Il est des petites lâchetés qui disent beaucoup.
Et davantage sur ceux qui les commettent que sur ceux qui les subissent.
Ainsi du Point, hebdomadaire de la sarkozye bêlante, plume de fiel du régime, bourreau médiatique chargé d’en effectuer les célébrations et exécutions, news-magazine sans conscience - hormis celle de savoir qui il sert -, ainsi du Point, disais-je, qui établit chaque semaine un baromètre politique, façon de distribuer en quelques lignes bons et mauvais points.
Et qui a, en celui de cette semaine, classé Jean-Marc Rouillan dans la catégorie « En panne ».
Avec ce petit texte d’accompagnement : « La cour d’appel de Paris a refusé de rendre sa semi-liberté au cofondateur du groupe armé d’extrême gauche Action directe.
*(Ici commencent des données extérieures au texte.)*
//! Plugin contributions to the route table.
//!
//! # Responsibilities
//! - Mount contributed routes under `/plugin/{id}/`
//! - Accept contributed body size overrides for body-carrying methods only
//! - Append contributed access validators to protected routes
//!
//! # Design Decisions
//! - A contributor that errors or panics is logged and skipped; assembly goes on
//! - Contributors run in registry order, after the built-in routes

use std::panic::{catch_unwind, AssertUnwindSafe};
use std::sync::Arc;

use axum::http::Method;
use thiserror::Error;

use crate::cache::recorder::PLUGIN_OPTION;
use crate::plugins::PluginInfo;
use crate::routing::router::{RouteSpec, RouteTableBuilder};
use crate::security::access_control::AccessValidator;
use crate::security::limits::{is_body_method, BodySizeLimits, BodySizeOverride};

#[derive(Debug, Error)]
pub enum ContributorError {
    #[error("{0}")]
    Failed(String),

    #[error("contributor panicked: {0}")]
    Panicked(String),
}

impl ContributorError {
    pub fn failed(message: impl Into<String>) -> Self {
        ContributorError::Failed(message.into())
    }
}

/// Extra routes. Patterns are relative to `/plugin/{id}/`.
pub trait RouteContributor: Send + Sync {
    fn routes(&self) -> Result<Vec<RouteSpec>, ContributorError>;
}

/// A body size rule contributed by a plugin.
#[derive(Debug, Clone)]
pub struct BodySizeRule {
    pub method: Method,
    /// Relative to `/plugin/{id}/`.
    pub pattern: String,
    pub limit: usize,
}

pub trait BodySizeContributor: Send + Sync {
    /// `current` holds the limits registered so far.
    fn body_sizes(&self, current: &BodySizeLimits) -> Result<Vec<BodySizeRule>, ContributorError>;
}

pub trait AccessValidatorContributor: Send + Sync {
    fn access_validator(&self) -> Result<Arc<dyn AccessValidator>, ContributorError>;
}

/// What contributors added, for the startup log.
#[derive(Debug, Default, Clone, PartialEq, Eq)]
pub struct ContributionReport {
    pub routes: usize,
    pub body_sizes: usize,
    pub access_validators: usize,
    pub failures: usize,
}

/// `/plugin/{id}/` + `pattern`, with the id escaped for the regex.
pub fn plugin_prefixed(id: &str, pattern: &str) -> String {
    format!(
        "/plugin/{}/{}",
        regex::escape(id),
        pattern.trim_start_matches('/')
    )
}

fn guarded<T>(
    plugin: &str,
    hook: &'static str,
    f: impl FnOnce() -> Result<T, ContributorError>,
) -> Option<T> {
    let result = catch_unwind(AssertUnwindSafe(f)).unwrap_or_else(|panic| {
        Err(ContributorError::Panicked(panic_message(panic.as_ref())))
    });

    match result {
        Ok(value) => Some(value),
        Err(e) => {
            tracing::error!(plugin = %plugin, hook, error = %e, "Error while retrieving contribution, skipping it");
            None
        }
    }
}

pub(crate) fn panic_message(panic: &(dyn std::any::Any + Send)) -> String {
    panic
        .downcast_ref::<&str>()
        .map(|s| s.to_string())
        .or_else(|| panic.downcast_ref::<String>().cloned())
        .unwrap_or_else(|| "unknown panic".to_string())
}

/// Apply every enabled plugin's contributions to `builder`.
pub fn apply_contributions(builder: &mut RouteTableBuilder, plugins: &[PluginInfo]) -> ContributionReport {
    let mut report = ContributionReport::default();

    for info in plugins {
        let Some(plugin) = info.active() else {
            continue;
        };

        if let Some(contributor) = plugin.routes() {
            match guarded(&info.id, "routes", || contributor.routes()) {
                Some(routes) => {
                    for mut spec in routes {
                        spec.pattern = plugin_prefixed(&info.id, &spec.pattern);
                        if plugin.ui().is_some() {
                            spec.options
                                .entry(PLUGIN_OPTION.to_string())
                                .or_insert_with(|| info.id.clone().into());
                        }
                        if builder.register(spec).is_ok() {
                            report.routes += 1;
                        }
                    }
                }
                None => report.failures += 1,
            }
        }

        if let Some(contributor) = plugin.body_sizes() {
            match guarded(&info.id, "body_sizes", || contributor.body_sizes(builder.body_limits())) {
                Some(rules) => {
                    for rule in rules {
                        if !is_body_method(&rule.method) {
                            tracing::warn!(
                                plugin = %info.id,
                                method = %rule.method,
                                pattern = %rule.pattern,
                                "Ignoring body size override for method without body"
                            );
                            continue;
                        }
                        let pattern = plugin_prefixed(&info.id, &rule.pattern);
                        match BodySizeOverride::new(rule.method, &pattern, rule.limit) {
                            Ok(rule) => {
                                builder.add_body_size(rule);
                                report.body_sizes += 1;
                            }
                            Err(e) => {
                                tracing::warn!(plugin = %info.id, pattern = %pattern, error = %e, "Invalid body size pattern");
                            }
                        }
                    }
                }
                None => report.failures += 1,
            }
        }

        if let Some(contributor) = plugin.access_validator() {
            match guarded(&info.id, "access_validator", || contributor.access_validator()) {
                Some(validator) => {
                    builder.append_access_validator(validator);
                    report.access_validators += 1;
                }
                None => report.failures += 1,
            }
        }
    }

    tracing::info!(
        routes = report.routes,
        body_sizes = report.body_sizes,
        access_validators = report.access_validators,
        failures = report.failures,
        "Plugin contributions applied"
    );
    report
}
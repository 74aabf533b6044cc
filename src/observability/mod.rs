//! Observability subsystem.
//!
//! # Data Flow
//! ```text
//! All subsystems produce:
//!     → logging.rs (structured log events via tracing)
//!     → metrics.rs (counters, histograms via the metrics facade)
//!
//! Consumers:
//!     → stdout (text or JSON)
//!     → Prometheus scrape endpoint (optional)
//! ```
//!
//! # Design Decisions
//! - Request ID (`x-request-id`) is generated at the edge and logged by the trace layer
//! - Metrics are cheap no-ops when the exporter is disabled

pub mod logging;
pub mod metrics;
//! Configuration management subsystem.
//!
//! # Data Flow
//! ```text
//! config file (TOML)
//!     → loader.rs (parse & deserialize)
//!     → validation.rs (semantic checks)
//!     → BootstrapConfig (validated, immutable)
//!     → CLI overrides applied in main.rs
//!     → shared via Arc inside AppContext
//! ```
//!
//! # Design Decisions
//! - Config is immutable once loaded; changes require a restart
//! - All fields have defaults to allow minimal configs
//! - Validation separates syntactic (serde) from semantic checks

pub mod loader;
pub mod schema;
pub mod validation;

pub use loader::{load_config, ConfigError};
pub use schema::{
    AccessConfig, ApiKeyConfig, BootstrapConfig, FolderConfig, FolderKind, ObservabilityConfig,
    PreemptiveCacheConfig, ServerConfig, ShutdownConfig, WatchedConfig, WorkerConfig,
};
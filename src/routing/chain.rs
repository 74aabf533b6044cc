//! Ordered validator chains.
//!
//! A route carries two chains: access validators run against the caller's
//! identity, path validators against the resolved target. Both short-circuit on
//! the first deny.

use std::path::Path;
use std::sync::Arc;

use crate::http::response::Rejection;
use crate::security::access_control::{AccessValidator, Identity};
use crate::security::path_validation::PathValidator;

#[derive(Clone, Default)]
pub struct ValidatorChain {
    access: Vec<Arc<dyn AccessValidator>>,
    path: Vec<Arc<dyn PathValidator>>,
}

impl ValidatorChain {
    pub fn new(access: Vec<Arc<dyn AccessValidator>>, path: Vec<Arc<dyn PathValidator>>) -> Self {
        Self { access, path }
    }

    pub fn push_access(&mut self, validator: Arc<dyn AccessValidator>) {
        self.access.push(validator);
    }

    pub fn push_path(&mut self, validator: Arc<dyn PathValidator>) {
        self.path.push(validator);
    }

    pub fn access_len(&self) -> usize {
        self.access.len()
    }

    pub fn path_len(&self) -> usize {
        self.path.len()
    }

    pub fn check_access(&self, identity: &Identity) -> Result<(), Rejection> {
        self.access.iter().try_for_each(|v| v.validate(identity))
    }

    pub fn check_path(&self, target: &Path) -> Result<(), Rejection> {
        self.path.iter().try_for_each(|v| v.validate(target))
    }
}

impl std::fmt::Debug for ValidatorChain {
    fn fmt(&self, f: &mut std::fmt::Formatter<'_>) -> std::fmt::Result {
        f.debug_struct("ValidatorChain")
            .field("access", &self.access.len())
            .field("path", &self.path.len())
            .finish()
    }
}
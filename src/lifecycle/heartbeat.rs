//! Periodic "still alive" log line.

use std::time::{Duration, Instant};

use tokio::sync::broadcast;
use tokio::time;

pub struct Heartbeat {
    interval: Duration,
}

impl Heartbeat {
    pub fn new(interval: Duration) -> Self {
        Self { interval }
    }

    /// Log every interval until the shutdown broadcast fires. A zero interval
    /// returns immediately.
    pub async fn run(self, mut shutdown: broadcast::Receiver<()>) {
        if self.interval.is_zero() {
            tracing::debug!("Heartbeat disabled");
            return;
        }

        let started = Instant::now();
        let mut ticker = time::interval_at(time::Instant::now() + self.interval, self.interval);

        loop {
            tokio::select! {
                _ = ticker.tick() => {
                    tracing::info!(uptime_secs = started.elapsed().as_secs(), "Server heartbeat <3");
                }
                _ = shutdown.recv() => {
                    tracing::debug!("Heartbeat received shutdown signal, exiting loop");
                    break;
                }
            }
        }
    }
}

#[cfg(test)]
mod tests {
    use super::*;

    #[tokio::test]
    async fn stops_on_shutdown() {
        let (tx, rx) = broadcast::channel(1);
        let task = tokio::spawn(Heartbeat::new(Duration::from_millis(10)).run(rx));

        tokio::time::sleep(Duration::from_millis(35)).await;
        tx.send(()).unwrap();

        tokio::time::timeout(Duration::from_secs(1), task)
            .await
            .unwrap()
            .unwrap();
    }

    #[tokio::test]
    async fn zero_interval_is_disabled() {
        let (_tx, rx) = broadcast::channel(1);
        Heartbeat::new(Duration::ZERO).run(rx).await;
    }
}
Ce régime lui avait été retiré en octobre à la suite d’une interview accordée à L’Express. »
Rédactionnel sans aucun intérêt, si ce n’est celui de justifier le qualificatif donné en titre.
Petite ignominie en forme de foutage de gueule d’un homme retrouvant un cachot qu’il venait juste de quitter.
Qui va y rester prostré encore un bon moment, histoire de bien comprendre ce qu’on attend de lui, silence et repentir.
Et qui n’a d’autre espoir que celui de croupir et pourrir.
Oui : en panne…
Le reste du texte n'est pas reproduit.